Before we start, let’s create a DataFrame with array and map fields, below snippet, creates a DF with columns “name” as StringType, “knownLanguage” as ArrayType and “properties” as MapType.
And, from below code, “spark” is an instance of SparkSession, please refer to complete code at the end to see how to create SparkSession object.
import spark.implicits._
val arrayData = Seq(
Row("James",List("Java","Scala"),Map("hair"->"black","eye"->"brown")),
Row("Michael",List("Spark","Java",null),Map("hair"->"brown","eye"->null)),
Row("Robert",List("CSharp",""),Map("hair"->"red","eye"->"")),
Row("Washington",null,null),
Row("Jefferson",List(),Map())
)
val arraySchema = new StructType()
.add("name",StringType)
.add("knownLanguages", ArrayType(StringType))
.add("properties", MapType(StringType,StringType))
val df = spark.createDataFrame(spark.sparkContext.parallelize(arrayData),arraySchema)
df.printSchema()
df.show(false)
explode – spark explode array or map column to rows
Spark function explode(e: Column)
is used to explode or create array or map columns to rows. When an array is passed to this function, it creates a new default column “col1” and it contains all array elements. When a map is passed, it creates two new columns one for key and one for value and each element in map split into the row.
This will ignore elements that have null or empty. from the above example, Washington and Jefferson have null or empty values in array and map, hence the following snippet out does not contain these rows.

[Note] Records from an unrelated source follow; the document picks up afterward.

//! CLI smoke entry point.
//!
//! # Responsibility
//! - Provide a minimal executable to verify `taskdeck_core` wiring end to
//!   end against an in-memory store.
//! - Keep output deterministic for quick local sanity checks.

use taskdeck_core::db::open_store_in_memory;
use taskdeck_core::{SortPolicy, SqliteStore, TrackerService};

fn main() {
    if let Err(err) = run() {
        eprintln!("taskdeck smoke run failed: {err}");
        std::process::exit(1);
    }
}

fn run() -> Result<(), Box<dyn std::error::Error>> {
    println!("taskdeck_core version={}", taskdeck_core::core_version());

    let mut conn = open_store_in_memory()?;
    let store = SqliteStore::try_new(&mut conn)?;
    let mut tracker = TrackerService::new(store);

    let project = tracker.create_project()?;
    let mut record = tracker
        .project(project)?
        .ok_or("created project missing from store")?;
    record.title = "Getting started".to_string();
    record.color = Some("Teal".to_string());
    tracker.update_project(&record)?;

    for (title, priority) in [
        ("Read the handbook", 2),
        ("File expenses", 0),
        ("Plan the week", 1),
        ("Set up the workspace", 3),
    ] {
        let id = tracker.create_item(Some(project))?;
        let mut item = tracker.item(id)?.ok_or("created item missing from store")?;
        item.title = title.to_string();
        item.priority = priority;
        tracker.update_item(&item)?;
    }

    let feed = tracker.home_feed()?;
    println!("up next:");
    for item in &feed.up_next {
        println!("  [p{}] {}", item.priority, item.display_title());
    }
    println!("more to explore: {} item(s)", feed.more_to_explore.len());

    let items = tracker.project_items(project, SortPolicy::Title)?;
    println!("project items by title:");
    for item in &items {
        println!("  {}", item.display_title());
    }

    let summary = tracker.project_summary(project)?;
    println!(
        "project `{}` ({}): {} item(s), {:.0}% complete",
        summary.project.display_title(),
        summary.project.display_color(),
        summary.item_count,
        summary.completion_ratio * 100.0
    );

    Ok(())
}
//! Domain model for tracked projects and their work items.
//!
//! # Responsibility
//! - Define the canonical records shared by query, aggregation and storage.
//!
//! # Invariants
//! - Every record is identified by a stable uuid.
//! - Derived display values (titles, colors) are resolved on read and never
//!   written back to the stored record.

pub mod item;
pub mod project;

use std::time::{SystemTime, UNIX_EPOCH};

/// Current wall-clock time in Unix epoch milliseconds.
///
/// Clamps to zero when the system clock reports a pre-epoch time.
pub fn now_epoch_ms() -> i64 {
    SystemTime::now()
        .duration_since(UNIX_EPOCH)
        .map(|elapsed| elapsed.as_millis() as i64)
        .unwrap_or(0)
}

explode – array column example
df.select($"name",explode($"knownLanguages"))
.show(false)
Outputs:
+-------+------+
|name |col |
+-------+------+
|James |Java |
|James |Scala |
|Michael|Spark |
|Michael|Java |
|Michael|null |
|Robert |CSharp|
|Robert | |
+-------+------+
explode – map column example
df.select($"name",explode($"properties"))
.show(false)
Outputs:
+-------+----+-----+
|name |key |value|
+-------+----+-----+
|James |hair|black|
|James |eye |brown|
|Michael|hair|brown|
|Michael|eye |null |
|Robert |hair|red |
|Robert |eye | |
+-------+----+-----+
explode_outer – Create rows for each element in an array or map.
Spark SQL explode_outer(e: Column)
function is used to create a row for each element in the array or map column. Unlike explode, if the array or map is null or empty, explode_outer returns null.
explode_outer – array example
df.select($"name",explode_outer($"knownLanguages"))
.show(false)
Outputs:
+----------+------+
|name |col |
+----------+------+
|James |Java |
|James |Scala |
|Michael |Spark |
|Michael |Java |
|Michael |null |
|Robert |CSharp|
|Robert | |
|Washington|null |
|Jeferson |null |
+----------+------+
explode_outer – map example
df.select($"name",explode_outer($"properties"))
.show(false)
Outputs:
+----------+----+-----+
|name |key |value|
+----------+----+-----+
|James |hair|black|
|James |eye |brown|
|Michael |hair|brown|
|Michael |eye |null |
|Robert |hair|red |
|Robert |eye | |
|Washington|null|null |
|Jeferson |null|null |
+----------+----+-----+
posexplode – explode array or map elements to rows
posexplode(e: Column)
creates a row for each element in the array and creates two columns “pos’ to hold the position of the array element and the ‘col’ to hold the actual array value. And when the input column is a map, posexplode function creates 3 columns “pos” to hold the position of the map element, “key” and “value” columns.
This will ignore elements that have null or empty. Since the Washington and Jefferson have null or empty values in array and map, the following snippet out does not contain these.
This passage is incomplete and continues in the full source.